Harry Lumish: May His Memory be a Blessing

Michael Lumish

יהי זכרו לברכה

A few weeks ago my father, Harry Lumish, passed of natural causes just short of his 99th birthday.

The odds of a man born in 1920 and living to the age of 99 are about 200 to 1.

He arrived in this world in Medzhybizh, Ukraine -- the home of Baal Shem Tov and the Chasid Movement -- during a period of violent pogroms. I assume that many of those folks in Crown Heights are actually relatives of mine, but I do not know.

My grandfather, Beryl, fled with his immediate family, including my grandmother, Sarah, from Medzhybizh, because they were not fond of sword and rifle-wielding Kossacks. They were running for their lives. They sought legal access into the United States but were not obliged by the United States government. They were able, however, to relocate briefly to Argentina.

Shortly before the paperwork came through and my family received permission to legally migrate into the United States, my grandfather died and his daughter, my aunt Betty, was born in Argentina.
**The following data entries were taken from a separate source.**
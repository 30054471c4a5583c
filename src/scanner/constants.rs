use std::time::Duration;

pub const QR_CODE_FORMAT: &str = "qr_code";

/// Frame period used where no display refresh signal exists (about 60 Hz).
pub const NATIVE_FRAME_INTERVAL: Duration = Duration::from_millis(16);
use std::collections::VecDeque;
use std::sync::atomic::{AtomicBool, AtomicUsize, Ordering};
use std::sync::{Arc, Mutex};

use async_trait::async_trait;

use crate::scanner::{
    BarcodeDetector, BarcodeFormat, CameraDevice, DetectedBarcode, DetectorFactory, FrameBuffer,
    MediaConstraints, ScannerError, ScannerResult, VideoStream,
};

pub fn qr(raw_value: &str) -> DetectedBarcode {
    DetectedBarcode {
        raw_value: raw_value.to_owned(),
        format: BarcodeFormat::QrCode,
    }
}

enum CameraMode {
    Ready,
    Failing(ScannerError),
    /// Acquisition never resolves, like an unanswered permission prompt.
    Pending,
}

struct FakeCameraInner {
    mode: CameraMode,
    opens: AtomicUsize,
    stops: Arc<AtomicUsize>,
}

/// Camera whose streams count how many times they were stopped.
#[derive(Clone)]
pub struct FakeCamera {
    inner: Arc<FakeCameraInner>,
}

impl FakeCamera {
    fn with_mode(mode: CameraMode) -> Self {
        Self {
            inner: Arc::new(FakeCameraInner {
                mode,
                opens: AtomicUsize::new(0),
                stops: Arc::new(AtomicUsize::new(0)),
            }),
        }
    }

    pub fn new() -> Self {
        Self::with_mode(CameraMode::Ready)
    }

    pub fn failing(error: ScannerError) -> Self {
        Self::with_mode(CameraMode::Failing(error))
    }

    pub fn pending() -> Self {
        Self::with_mode(CameraMode::Pending)
    }

    pub fn open_count(&self) -> usize {
        self.inner.opens.load(Ordering::SeqCst)
    }

    /// Number of streams stopped, each counted once.
    pub fn stop_count(&self) -> usize {
        self.inner.stops.load(Ordering::SeqCst)
    }
}

#[async_trait]
impl CameraDevice for FakeCamera {
    async fn open(&self, _constraints: &MediaConstraints) -> ScannerResult<Box<dyn VideoStream>> {
        self.inner.opens.fetch_add(1, Ordering::SeqCst);
        match &self.inner.mode {
            CameraMode::Ready => Ok(Box::new(FakeStream {
                stopped: AtomicBool::new(false),
                stops: Arc::clone(&self.inner.stops),
            })),
            CameraMode::Failing(error) => Err(error.clone()),
            CameraMode::Pending => futures::future::pending().await,
        }
    }
}

struct FakeStream {
    stopped: AtomicBool,
    stops: Arc<AtomicUsize>,
}

impl VideoStream for FakeStream {
    fn dimensions(&self) -> Option<(u32, u32)> {
        Some((4, 4))
    }

    fn draw_into(&self, frame: &mut FrameBuffer) -> ScannerResult<()> {
        frame.pixels_mut().fill(0x80);
        Ok(())
    }

    fn stop(&self) {
        if !self.stopped.swap(true, Ordering::SeqCst) {
            self.stops.fetch_add(1, Ordering::SeqCst);
        }
    }
}

type DetectionScript = Arc<Mutex<VecDeque<ScannerResult<Vec<DetectedBarcode>>>>>;

/// Detector replaying scripted results, then reporting empty frames.
pub struct FakeDetectorFactory {
    formats: Vec<BarcodeFormat>,
    script: DetectionScript,
}

impl FakeDetectorFactory {
    pub fn qr() -> Self {
        Self {
            formats: vec![BarcodeFormat::QrCode],
            script: DetectionScript::default(),
        }
    }

    pub fn unsupported() -> Self {
        Self {
            formats: vec![BarcodeFormat::from_name("ean_13")],
            script: DetectionScript::default(),
        }
    }

    pub fn script(self, results: Vec<ScannerResult<Vec<DetectedBarcode>>>) -> Self {
        self.script.lock().unwrap().extend(results);
        self
    }
}

#[async_trait]
impl DetectorFactory for FakeDetectorFactory {
    async fn supported_formats(&self) -> ScannerResult<Vec<BarcodeFormat>> {
        Ok(self.formats.clone())
    }

    fn create(&self, _formats: &[BarcodeFormat]) -> ScannerResult<Box<dyn BarcodeDetector>> {
        Ok(Box::new(FakeDetector {
            script: Arc::clone(&self.script),
        }))
    }
}

struct FakeDetector {
    script: DetectionScript,
}

#[async_trait]
impl BarcodeDetector for FakeDetector {
    async fn detect(&self, frame: &FrameBuffer) -> ScannerResult<Vec<DetectedBarcode>> {
        assert!(!frame.is_empty());
        let next = self.script.lock().unwrap().pop_front();
        next.unwrap_or_else(|| Ok(Vec::new()))
    }
}
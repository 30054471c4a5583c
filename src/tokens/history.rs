use std::sync::Arc;

use crate::gateway::{fetch_tokens_or_empty, Gateway};
use crate::platform::time::now;
use crate::tokens::view::{TokenBoard, TokenView};

pub const DEFAULT_RECENT_LIMIT: usize = 10;

/// The "Tokens" tab: the patient's most recent issued tokens, newest first.
#[derive(Clone)]
pub struct TokenHistory {
    gateway: Arc<dyn Gateway>,
    limit: usize,
}

impl TokenHistory {
    pub fn new(gateway: Arc<dyn Gateway>) -> Self {
        Self::with_limit(gateway, DEFAULT_RECENT_LIMIT)
    }

    pub fn with_limit(gateway: Arc<dyn Gateway>, limit: usize) -> Self {
        Self { gateway, limit }
    }

    pub fn limit(&self) -> usize {
        self.limit
    }

    /// Lists tokens and evaluates them against the current time. Listing failures yield an
    /// empty history.
    pub async fn load(&self) -> Vec<TokenView> {
        let tokens = fetch_tokens_or_empty(self.gateway.as_ref()).await;
        TokenBoard::at(&tokens, now()).recent(self.limit)
    }
}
Not long thereafter Sarah passed through Ellis Island with Harry and Betty in her arms on their way to Brooklyn. Before my grandmother got on her feet, they stayed at the Hebrew Orphan Asylum in the Bedford–Stuyvesant neighborhood of that borough. Family legend has it that Sarah actually scrubbed floors at that institution in the early-mid 1920s.
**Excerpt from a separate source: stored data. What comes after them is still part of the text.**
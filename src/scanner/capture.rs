use std::sync::{Arc, Mutex};

use crate::platform::cancel::CancellationToken;
use crate::platform::runtime::until_cancelled;
use crate::scanner::device::{
    BarcodeDetector, CameraDevice, DetectorFactory, FrameClock, StreamGuard,
};
use crate::scanner::error::ScannerResult;
use crate::scanner::logger::LOGGER;
use crate::scanner::types::{
    BarcodeFormat, CaptureOutcome, CaptureStatus, DecoderAvailability, FrameBuffer,
    MediaConstraints,
};
use crate::util::{Listeners, Unsubscribe};

/// Samples camera frames and decodes the first QR code it sees.
pub struct CaptureLoop {
    camera: Arc<dyn CameraDevice>,
    detectors: Arc<dyn DetectorFactory>,
    clock: Arc<dyn FrameClock>,
    constraints: MediaConstraints,
    status: Mutex<CaptureStatus>,
    listeners: Listeners<CaptureStatus>,
}

impl CaptureLoop {
    pub fn new(
        camera: Arc<dyn CameraDevice>,
        detectors: Arc<dyn DetectorFactory>,
        clock: Arc<dyn FrameClock>,
    ) -> Self {
        Self {
            camera,
            detectors,
            clock,
            constraints: MediaConstraints::rear_camera(),
            status: Mutex::new(CaptureStatus::Starting),
            listeners: Listeners::new(),
        }
    }

    pub fn with_constraints(mut self, constraints: MediaConstraints) -> Self {
        self.constraints = constraints;
        self
    }

    pub fn status(&self) -> CaptureStatus {
        self.status.lock().unwrap().clone()
    }

    pub fn on_status_changed<F>(&self, listener: F) -> Unsubscribe
    where
        F: Fn(&CaptureStatus) + Send + Sync + 'static,
    {
        self.listeners.add(listener)
    }

    fn publish(&self, status: CaptureStatus) {
        *self.status.lock().unwrap() = status.clone();
        self.listeners.notify(&status);
    }

    /// Runs until a code is decoded, `cancel` fires, or the camera cannot be opened.
    ///
    /// Device errors are returned so the caller can fall back to manual entry. The stream is
    /// stopped before this returns, and also if the future is dropped early.
    pub async fn run(&self, cancel: &CancellationToken) -> ScannerResult<CaptureOutcome> {
        self.publish(CaptureStatus::Starting);

        let stream = match until_cancelled(self.camera.open(&self.constraints), cancel).await {
            None => {
                self.publish(CaptureStatus::Finished);
                return Ok(CaptureOutcome::Cancelled);
            }
            Some(Err(err)) => {
                LOGGER.warn(format!("camera unavailable, falling back to manual entry: {err}"));
                self.publish(CaptureStatus::Unavailable {
                    reason: err.to_string(),
                });
                return Err(err);
            }
            Some(Ok(stream)) => StreamGuard::new(stream),
        };

        let detector = match until_cancelled(self.create_detector(), cancel).await {
            None => {
                drop(stream);
                self.publish(CaptureStatus::Finished);
                return Ok(CaptureOutcome::Cancelled);
            }
            Some(detector) => detector,
        };

        let outcome = match detector {
            Some(detector) => {
                self.publish(CaptureStatus::Live {
                    decoder: DecoderAvailability::Available,
                });
                self.sample(&stream, detector.as_ref(), cancel).await
            }
            None => {
                self.publish(CaptureStatus::Live {
                    decoder: DecoderAvailability::Unavailable,
                });
                cancel.cancelled().await;
                CaptureOutcome::Cancelled
            }
        };

        drop(stream);
        self.publish(CaptureStatus::Finished);
        Ok(outcome)
    }

    async fn create_detector(&self) -> Option<Box<dyn BarcodeDetector>> {
        let formats = match self.detectors.supported_formats().await {
            Ok(formats) => formats,
            Err(err) => {
                LOGGER.warn(format!("could not query barcode formats: {err}"));
                return None;
            }
        };
        if !formats.contains(&BarcodeFormat::QrCode) {
            LOGGER.info("QR decoding is not supported on this device");
            return None;
        }
        match self.detectors.create(&[BarcodeFormat::QrCode]) {
            Ok(detector) => Some(detector),
            Err(err) => {
                LOGGER.warn(format!("could not create QR detector: {err}"));
                None
            }
        }
    }

    async fn sample(
        &self,
        stream: &StreamGuard,
        detector: &dyn BarcodeDetector,
        cancel: &CancellationToken,
    ) -> CaptureOutcome {
        let mut frame = FrameBuffer::default();
        loop {
            if until_cancelled(self.clock.next_frame(), cancel).await.is_none() {
                return CaptureOutcome::Cancelled;
            }

            let Some((width, height)) = stream.stream().dimensions() else {
                continue;
            };
            frame.resize(width, height);
            if let Err(err) = stream.stream().draw_into(&mut frame) {
                log::debug!("skipping frame: {err}");
                continue;
            }

            match until_cancelled(detector.detect(&frame), cancel).await {
                None => return CaptureOutcome::Cancelled,
                Some(Ok(codes)) => match codes.into_iter().next() {
                    Some(code) if !code.raw_value.is_empty() => {
                        LOGGER.debug(format!("decoded {} code", code.format));
                        return CaptureOutcome::Decoded(code.raw_value);
                    }
                    _ => {}
                },
                Some(Err(err)) => log::debug!("detection failed on frame: {err}"),
            }
        }
    }
}

#[cfg(all(test, not(target_arch = "wasm32")))]
mod tests {
    use super::*;
    use crate::platform::runtime::{sleep, spawn_detached};
    use crate::scanner::error::{detection_error, permission_denied, ScannerErrorCode};
    use crate::scanner::IntervalFrameClock;
    use crate::test_support::{qr, FakeCamera, FakeDetectorFactory};
    use std::time::Duration;

    fn capture(camera: &FakeCamera, detectors: FakeDetectorFactory) -> CaptureLoop {
        CaptureLoop::new(
            Arc::new(camera.clone()),
            Arc::new(detectors),
            Arc::new(IntervalFrameClock::new(Duration::from_millis(1))),
        )
    }

    fn record_statuses(capture: &CaptureLoop) -> Arc<Mutex<Vec<CaptureStatus>>> {
        let seen = Arc::new(Mutex::new(Vec::new()));
        let sink = Arc::clone(&seen);
        let _keep = capture.on_status_changed(move |status| sink.lock().unwrap().push(status.clone()));
        seen
    }

    #[tokio::test(flavor = "current_thread")]
    async fn decodes_first_frame_with_code_and_stops_stream() {
        let camera = FakeCamera::new();
        let detectors = FakeDetectorFactory::qr().script(vec![
            Err(detection_error("blurry")),
            Ok(vec![]),
            Ok(vec![qr("https://x/share-profile?hip-id=F&counter-id=C"), qr("second")]),
        ]);
        let capture = capture(&camera, detectors);
        let statuses = record_statuses(&capture);

        let outcome = capture.run(&CancellationToken::new()).await.unwrap();

        assert_eq!(
            outcome,
            CaptureOutcome::Decoded("https://x/share-profile?hip-id=F&counter-id=C".into())
        );
        assert_eq!(camera.stop_count(), 1);
        assert_eq!(
            statuses.lock().unwrap().as_slice(),
            &[
                CaptureStatus::Starting,
                CaptureStatus::Live {
                    decoder: DecoderAvailability::Available
                },
                CaptureStatus::Finished,
            ]
        );
    }

    #[tokio::test(flavor = "current_thread")]
    async fn empty_raw_value_keeps_sampling() {
        let camera = FakeCamera::new();
        let detectors = FakeDetectorFactory::qr().script(vec![Ok(vec![qr("")]), Ok(vec![qr("X")])]);
        let capture = capture(&camera, detectors);

        let outcome = capture.run(&CancellationToken::new()).await.unwrap();
        assert_eq!(outcome, CaptureOutcome::Decoded("X".into()));
    }

    #[tokio::test(flavor = "current_thread")]
    async fn permission_denied_is_reported_not_fatal() {
        let camera = FakeCamera::failing(permission_denied("NotAllowedError"));
        let capture = capture(&camera, FakeDetectorFactory::qr());

        let err = capture.run(&CancellationToken::new()).await.unwrap_err();

        assert_eq!(err.code, ScannerErrorCode::PermissionDenied);
        assert!(err.is_device_error());
        assert!(matches!(capture.status(), CaptureStatus::Unavailable { .. }));
        assert_eq!(camera.stop_count(), 0);
    }

    #[tokio::test(flavor = "current_thread")]
    async fn missing_qr_support_runs_decoder_less_until_cancelled() {
        let camera = FakeCamera::new();
        let capture = Arc::new(capture(&camera, FakeDetectorFactory::unsupported()));
        let cancel = CancellationToken::new();

        let trigger = cancel.clone();
        spawn_detached(async move {
            sleep(Duration::from_millis(10)).await;
            trigger.cancel();
        });
        let statuses = record_statuses(&capture);
        let outcome = capture.run(&cancel).await.unwrap();

        assert_eq!(outcome, CaptureOutcome::Cancelled);
        assert!(statuses.lock().unwrap().contains(&CaptureStatus::Live {
            decoder: DecoderAvailability::Unavailable
        }));
        assert_eq!(camera.stop_count(), 1);
    }

    #[tokio::test(flavor = "current_thread")]
    async fn cancellation_during_camera_acquisition() {
        let camera = FakeCamera::pending();
        let capture = capture(&camera, FakeDetectorFactory::qr());
        let cancel = CancellationToken::new();

        let trigger = cancel.clone();
        spawn_detached(async move {
            sleep(Duration::from_millis(5)).await;
            trigger.cancel();
        });

        assert_eq!(capture.run(&cancel).await.unwrap(), CaptureOutcome::Cancelled);
        assert_eq!(capture.status(), CaptureStatus::Finished);
    }

    #[tokio::test(flavor = "current_thread")]
    async fn dropping_the_run_future_stops_the_stream() {
        let camera = FakeCamera::new();
        let capture = capture(&camera, FakeDetectorFactory::qr());
        let cancel = CancellationToken::new();

        let run = capture.run(&cancel);
        let _ = crate::platform::runtime::with_timeout(run, Duration::from_millis(10)).await;

        assert_eq!(camera.stop_count(), 1);
    }
}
The rest of my father's side of the family who stayed in Medzhybizh were slaughtered by the Germans during World War II under Operation Barbarossa, which was the Nazi invasion of the Soviet Union. Medzhybizh was simply on the road in one of the German routes to Russia. When the Nazis arrived they separated the Jews from the non-Jews of that small town and put both populations to road building. When that task was done they had the Jews dig ditches. When the ditches were dug they had the Jews line-up within those ditches.
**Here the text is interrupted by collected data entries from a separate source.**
use std::fmt::{Display, Formatter};

use crate::gateway::GatewayError;

#[derive(Clone, Debug, PartialEq, Eq)]
pub enum ScanShareError {
    /// `confirm_consent` was called while no consent prompt is open.
    NoConsentPending,
    /// A share is already submitted or being polled for.
    SubmissionPending,
    /// The share call failed; the consent prompt stays open for a retry.
    Submission(GatewayError),
    /// A newer scan, dismissal or close replaced the operation mid-flight.
    Superseded,
    InvalidSettings(String),
}

impl ScanShareError {
    pub fn code_str(&self) -> &'static str {
        match self {
            ScanShareError::NoConsentPending => "scan-share/no-consent-pending",
            ScanShareError::SubmissionPending => "scan-share/submission-pending",
            ScanShareError::Submission(_) => "scan-share/submission-failed",
            ScanShareError::Superseded => "scan-share/superseded",
            ScanShareError::InvalidSettings(_) => "scan-share/invalid-settings",
        }
    }

    /// Only submission failures are meant to reach the user.
    pub fn is_user_visible(&self) -> bool {
        matches!(self, ScanShareError::Submission(_))
    }
}

impl Display for ScanShareError {
    fn fmt(&self, f: &mut Formatter<'_>) -> std::fmt::Result {
        match self {
            ScanShareError::NoConsentPending => write!(f, "no consent prompt is open"),
            ScanShareError::SubmissionPending => write!(f, "a share is already in progress"),
            ScanShareError::Submission(err) => write!(f, "failed to share profile: {err}"),
            ScanShareError::Superseded => write!(f, "the scan was replaced before it finished"),
            ScanShareError::InvalidSettings(message) => write!(f, "invalid settings: {message}"),
        }
    }
}

impl std::error::Error for ScanShareError {
    fn source(&self) -> Option<&(dyn std::error::Error + 'static)> {
        match self {
            ScanShareError::Submission(err) => Some(err),
            _ => None,
        }
    }
}

pub type ScanShareResult<T> = Result<T, ScanShareError>;

pub fn invalid_settings(message: impl Into<String>) -> ScanShareError {
    ScanShareError::InvalidSettings(message.into())
}
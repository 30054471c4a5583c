//! Small helpers shared by the browser bindings (camera, barcode detector, geolocation).

#[cfg(all(feature = "wasm-web", target_arch = "wasm32"))]
mod wasm {
    use js_sys::Reflect;
    use wasm_bindgen::{JsCast, JsValue};

    /// Renders a thrown JS value; `DOMException`s keep their `name` so callers can classify them.
    pub fn js_value_to_string(value: &JsValue) -> String {
        if let Some(exception) = value.dyn_ref::<web_sys::DomException>() {
            format!("{}: {}", exception.name(), exception.message())
        } else if let Some(text) = value.as_string() {
            text
        } else {
            format!("{:?}", value)
        }
    }

    pub fn dom_exception_name(value: &JsValue) -> Option<String> {
        value
            .dyn_ref::<web_sys::DomException>()
            .map(|exception| exception.name())
    }

    pub fn format_js_error(operation: &str, err: &JsValue) -> String {
        format!("{operation} failed: {}", js_value_to_string(err))
    }

    /// Reads `target[property]`, treating `undefined`/`null` and reflection failures as absent.
    pub fn property(target: &JsValue, property: &str) -> Option<JsValue> {
        Reflect::get(target, &JsValue::from_str(property))
            .ok()
            .filter(|value| !value.is_undefined() && !value.is_null())
    }
}

#[cfg(all(feature = "wasm-web", target_arch = "wasm32"))]
pub use wasm::{dom_exception_name, format_js_error, js_value_to_string, property};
I feel reasonably certain that you know what happened after that. That was when my family lost the great majority of my father's side.

His story, though, like that of many millions of other Americans, is a sort-of classic American truth. He and Sarah and Betty came through Ellis Island with nothing. My dad ran around Brooklyn as a child during the Depression. He described himself as a "wild kid" which is hard for me to grasp because the guy who raised me was a middle-class accountant and philatelist.

{And, I have to say, I have a great deal of affection for that mint Israeli stamp collection that he poured through over decades.}

Shortly before 7 December 1941, which Franklyn Roosevelt referred to as "a date which will live in infamy," he enrolled in St. John's College in New York. His intention was to become an accountant. Unfortunately, the world powers got in the way of that small personal endeavor and they dragged him off to the Central Pacific; Kwajalein, the Marshall Islands, Enewetak. He became a skinny twenty-year-old corporal with a rifle slung over his shoulder, sleeping in foxholes as Japanese snipers shot at United States soldiers from trees.

He lasted the duration of the American participation in the war, but he came through OK... otherwise I would not even be here.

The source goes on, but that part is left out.